(Dataset entries)
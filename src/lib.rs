//! FlowMeet lead capture API library
//!
//! Multi-tenant lead intake: leads arrive through the API, an external
//! webhook or the public contact form, are scored and qualified, stored
//! against a workspace, and trigger best-effort email notifications.
//!
//! # Modules
//!
//! - `api`: HTTP surface (router and handlers).
//! - `core`: Scoring, qualification, resolution and the ingestion pipeline.
//! - `data`: Persistence (store trait, Postgres and in-memory backends).
//! - `integrations`: Email and company-enrichment clients.
//! - `app`: Router and middleware stack.
//! - `circuit_breaker`: Circuit breaker for outbound email.
//! - `config`: Configuration management.
//! - `db`: Database connection pool and migrations.
//! - `db_storage`: Postgres `LeadStore`.
//! - `enrichment`: Company enrichment provider and score boost.
//! - `errors`: Error handling types.
//! - `handlers`: HTTP request handlers.
//! - `ingestion`: Lead ingestion pipeline.
//! - `mailer`: Outbound email.
//! - `memory_store`: In-memory `LeadStore`.
//! - `models`: Core data models.
//! - `notifications`: Admin and lead notification emails.
//! - `qualification`: Qualification policy.
//! - `resolver`: Workspace resolution.
//! - `scoring`: Lead scoring.
//! - `store`: Storage trait.
//! - `validation`: Input validation helpers.

pub mod api;
pub mod core;
pub mod data;
pub mod integrations;

pub mod app;
pub mod circuit_breaker;
pub mod config;
pub mod db;
pub mod db_storage;
pub mod enrichment;
pub mod errors;
pub mod handlers;
pub mod ingestion;
pub mod mailer;
pub mod memory_store;
pub mod models;
pub mod notifications;
pub mod qualification;
pub mod resolver;
pub mod scoring;
pub mod store;
pub mod validation;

What the task requires => Every record above must be duplicated exactly.

Task answer =>
filename src/lib.rs
//! FlowMeet lead capture API library
//!
//! Multi-tenant lead intake: leads arrive through the API, an external
//! webhook or the public contact form, are scored and qualified, stored
//! against a workspace, and trigger best-effort email notifications.
//!
//! # Modules
//!
//! - `api`: HTTP surface (router and handlers).
//! - `core`: Scoring, qualification, resolution and the ingestion pipeline.
//! - `data`: Persistence (store trait, Postgres and in-memory backends).
//! - `integrations`: Email and company-enrichment clients.
//! - `app`: Router and middleware stack.
//! - `circuit_breaker`: Circuit breaker for outbound email.
//! - `config`: Configuration management.
//! - `db`: Database connection pool and migrations.
//! - `db_storage`: Postgres `LeadStore`.
//! - `enrichment`: Company enrichment provider and score boost.
//! - `errors`: Error handling types.
//! - `handlers`: HTTP request handlers.
//! - `ingestion`: Lead ingestion pipeline.
//! - `mailer`: Outbound email.
//! - `memory_store`: In-memory `LeadStore`.
//! - `models`: Core data models.
//! - `notifications`: Admin and lead notification emails.
//! - `qualification`: Qualification policy.
//! - `resolver`: Workspace resolution.
//! - `scoring`: Lead scoring.
//! - `store`: Storage trait.
//! - `validation`: Input validation helpers.

pub mod api;
pub mod core;
pub mod data;
pub mod integrations;

pub mod app;
pub mod circuit_breaker;
pub mod config;
pub mod db;
pub mod db_storage;
pub mod enrichment;
pub mod errors;
pub mod handlers;
pub mod ingestion;
pub mod mailer;
pub mod memory_store;
pub mod models;
pub mod notifications;
pub mod qualification;
pub mod resolver;
pub mod scoring;
pub mod store;
pub mod validation;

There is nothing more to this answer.